**Exercise directions:**
Go through the entries, filter for the word "join", and copy every line that has it.

**Material to process:**
%%
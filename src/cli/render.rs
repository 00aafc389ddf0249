//! `quire render`: run one navigation against the in-memory shell.

use std::path::Path;
use std::sync::Arc;

use anyhow::Result;
use owo_colors::OwoColorize;

use quire::fragment::{compose, toc::outline};
use quire::shell::{MemoryShell, ShellState};
use quire::{HistoryMode, Host, NavOutcome, Session, SiteConfig, load_route, log};

use super::args::RenderArgs;

pub fn run_render(config: Arc<SiteConfig>, root: &Path, args: &RenderArgs) -> Result<()> {
    let runtime = tokio::runtime::Builder::new_current_thread()
        .enable_time()
        .build()?;

    let session = Session::new(config.clone());
    let shell = MemoryShell::new(root, &config).with_viewport(args.width);
    let outcome = runtime.block_on(load_route(&session, &shell, &args.path, HistoryMode::Replace));
    let state = shell.state();

    match &outcome {
        NavOutcome::Loaded(path) => log!("nav"; "loaded {}", path),
        NavOutcome::NotFound => log!("route"; "{} not found", args.path),
        NavOutcome::Failed(message) => log!("error"; "{}", message),
        // Only one navigation runs here.
        NavOutcome::Superseded => anyhow::bail!("navigation to {} was superseded", args.path),
    }

    if args.html {
        println!("{}", state.content);
        return Ok(());
    }

    print_summary(&session, &shell, &state);
    Ok(())
}

fn print_summary(session: &Session, shell: &MemoryShell, state: &ShellState) {
    println!("{} {}", "title".bold(), state.title);

    let subtitle = state
        .header_layout
        .first()
        .and_then(|layout| layout.variant)
        .and_then(|idx| state.header.subtitles.get(idx));
    match subtitle {
        Some(subtitle) => println!("{} {} / {}", "header".bold(), state.header.title, subtitle),
        None => println!("{} {}", "header".bold(), state.header.title),
    }
    if state.header_layout.first().is_some_and(|l| l.stacked) {
        println!("{}", "  (stacked)".dimmed());
    }

    if let Some(link) = state.active_nav.and_then(|i| shell.links().get(i)) {
        println!("{} {}", "nav".bold(), link.label);
    }
    if let Some(hash) = &state.scroll_target {
        println!("{} #{}", "scroll".bold(), hash);
    }

    // The mounted HTML is already enhanced; composing it again is stable
    // and recovers the TOC without touching the shell.
    if let Ok(page) = compose(&state.content, &mut session.id_registry(shell.shell_ids()))
        && !page.toc.is_empty()
    {
        println!("{}", "toc".bold());
        for line in outline(&page.toc).lines() {
            println!("  {line}");
        }
    }
}

#[cfg(test)]
mod tests {
    use std::fs;

    use super::*;

    #[test]
    fn test_render_loaded_page() {
        let dir = tempfile::tempdir().unwrap();
        let content = dir.path().join("_content");
        fs::create_dir_all(&content).unwrap();
        fs::write(
            content.join("projects.html"),
            "<nav data-toc></nav><div data-toc-intro><h2>Engines</h2></div>",
        )
        .unwrap();

        let config = Arc::new(SiteConfig::default());
        let args = RenderArgs {
            path: "/projects".into(),
            html: false,
            width: 1024.0,
        };
        run_render(config, dir.path(), &args).unwrap();
    }

    #[test]
    fn test_render_missing_route_is_not_an_error() {
        let dir = tempfile::tempdir().unwrap();
        let config = Arc::new(SiteConfig::default());
        let args = RenderArgs {
            path: "/nowhere".into(),
            html: true,
            width: 1024.0,
        };
        run_render(config, dir.path(), &args).unwrap();
    }
}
%%
**Answer to the problem:**
        let content = dir.path().join("_content");
            content.join("projects.html"),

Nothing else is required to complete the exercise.